- Location in McDonough County, Illinois
- Coordinates: 40°29′55″N 90°33′36″W﻿ / ﻿40.49861°N 90.56000°W
- Country: United States
- State: Illinois
- County: McDonough
- Townships: Macomb, Mound

Area
- • Total: 0.62 sq mi (1.60 km^{2})
- • Land: 0.62 sq mi (1.60 km^{2})
- • Water: 0 sq mi (0.00 km^{2})
- Elevation: 673 ft (205 m)

Population (2020)
- • Total: 210
- • Density: 340/sq mi (131.4/km^{2})
- Time zone: UTC-6 (CST)
- • Summer (DST): UTC-5 (CDT)
- ZIP code: 61416
- Area code: 309
- FIPS code: 17-03675
- GNIS feature ID: 2398032

= Bardolph, Illinois =

Bardolph is a village in McDonough County, Illinois, United States. The population was 210 at the 2020 census, down from 251 in 2010.

==Geography==
Bardolph is located in eastern McDonough County 8 mi northeast of Macomb, the county seat.

According to the U.S. Census Bureau, Bardolph has a total area of 0.62 sqmi, all land.

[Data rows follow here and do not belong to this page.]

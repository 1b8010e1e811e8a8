use std::fs::File;
use std::sync::Arc;

use tracing_subscriber::{EnvFilter, fmt, layer::SubscriberExt, util::SubscriberInitExt};

use crate::{
    adapters::http::app_state::AppState,
    application::{
        jwt::TokenAuthority,
        use_cases::payment::{
            OrderRepo, PaymentUseCases, SettlementRepo, StudyPackRepo, TransactionRepo,
        },
    },
    infra::{config::AppConfig, postgres_persistence},
};

pub async fn init_app_state() -> anyhow::Result<AppState> {
    let config = AppConfig::from_env();

    let postgres_arc = Arc::new(postgres_persistence(&config.database_url).await?);

    let token_authority = TokenAuthority::new(config.token.secret.clone(), config.token.ttl());

    let vnpay_missing = config.vnpay.missing_fields();
    if !vnpay_missing.is_empty() {
        tracing::warn!(missing = ?vnpay_missing, "VNPay is not fully configured; payment creation will fail");
    }

    let config = Arc::new(config);
    let payment_use_cases = PaymentUseCases::new(
        postgres_arc.clone() as Arc<dyn OrderRepo>,
        postgres_arc.clone() as Arc<dyn StudyPackRepo>,
        postgres_arc.clone() as Arc<dyn TransactionRepo>,
        postgres_arc as Arc<dyn SettlementRepo>,
        Arc::new(config.vnpay.clone()),
    );

    Ok(AppState {
        config,
        token_authority: Arc::new(token_authority),
        payment_use_cases: Arc::new(payment_use_cases),
    })
}

pub fn init_tracing() {
    let filter = EnvFilter::try_from_default_env()
        .unwrap_or_else(|_| "lexicard_api=debug,tower_http=debug".into());

    // Console (pretty logs)
    let console_layer = fmt::layer()
        .with_target(false)
        .with_level(true)
        .pretty();

    let registry = tracing_subscriber::registry()
        .with(filter)
        .with(console_layer);

    // File (structured JSON logs)
    match File::create("app.log") {
        Ok(file) => {
            let json_layer = fmt::layer()
                .json()
                .with_writer(file)
                .with_current_span(true)
                .with_span_list(true);
            registry.with(json_layer).try_init().ok();
        }
        Err(err) => {
            registry.try_init().ok();
            tracing::warn!(error = %err, "Cannot create app.log; logging to console only");
        }
    }
}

The principal street is Broadway, which runs parallel to the Burlington Northern Railroad. Melvin Kerr Tree Farm is on the west side of town.

==Demographics==

As of the census of 2000, there were 253 people, 87 households, and 64 families residing in the village. The population density was 425.4 PD/sqmi. There were 102 housing units at an average density of 171.5 /mi2. The racial makeup of the village was 100.00% White.

There were 87 households, out of which 47.1% had children under the age of 18 living with them, 52.9% were married couples living together, 18.4% had a female householder with no husband present, and 25.3% were non-families. 23.0% of all households were made up of individuals, and 10.3% had someone living alone who was 65 years of age or older. The average household size was 2.91 and the average family size was 3.34.

In the village, the population was spread out, with 34.4% under the age of 18, 12.6% from 18 to 24, 28.5% from 25 to 44, 16.6% from 45 to 64, and 7.9% who were 65 years of age or older. The median age was 27 years. For every 100 females, there were 83.3 males. For every 100 females age 18 and over, there were 93.0 males.

The median income for a household in the village was $25,833, and the median income for a family was $30,208. Males had a median income of $29,167 versus $17,083 for females. The per capita income for the village was $11,361. About 32.2% of families and 28.8% of the population were below the poverty line, including 46.8% of those under the age of eighteen and none of those 65 or over.

Historical population
| Census | Pop. | Note | %± |
| 1880 | 409 |  | — |
| 1890 | 447 |  | 9.3% |
| 1900 | 387 |  | −13.4% |
| 1910 | 285 |  | −26.4% |
| 1920 | 352 |  | 23.5% |
| 1930 | 305 |  | −13.4% |
| 1940 | 275 |  | −9.8% |
| 1950 | 246 |  | −10.5% |
| 1960 | 266 |  | 8.1% |
| 1970 | 331 |  | 24.4% |
| 1980 | 294 |  | −11.2% |
| 1990 | 301 |  | 2.4% |
| 2000 | 253 |  | −15.9% |
| 2010 | 251 |  | −0.8% |
| 2020 | 210 |  | −16.3% |
U.S. Decennial Census

==Education==
It is in the Macomb Community Unit School District 185. The comprehensive high school is Macomb High School.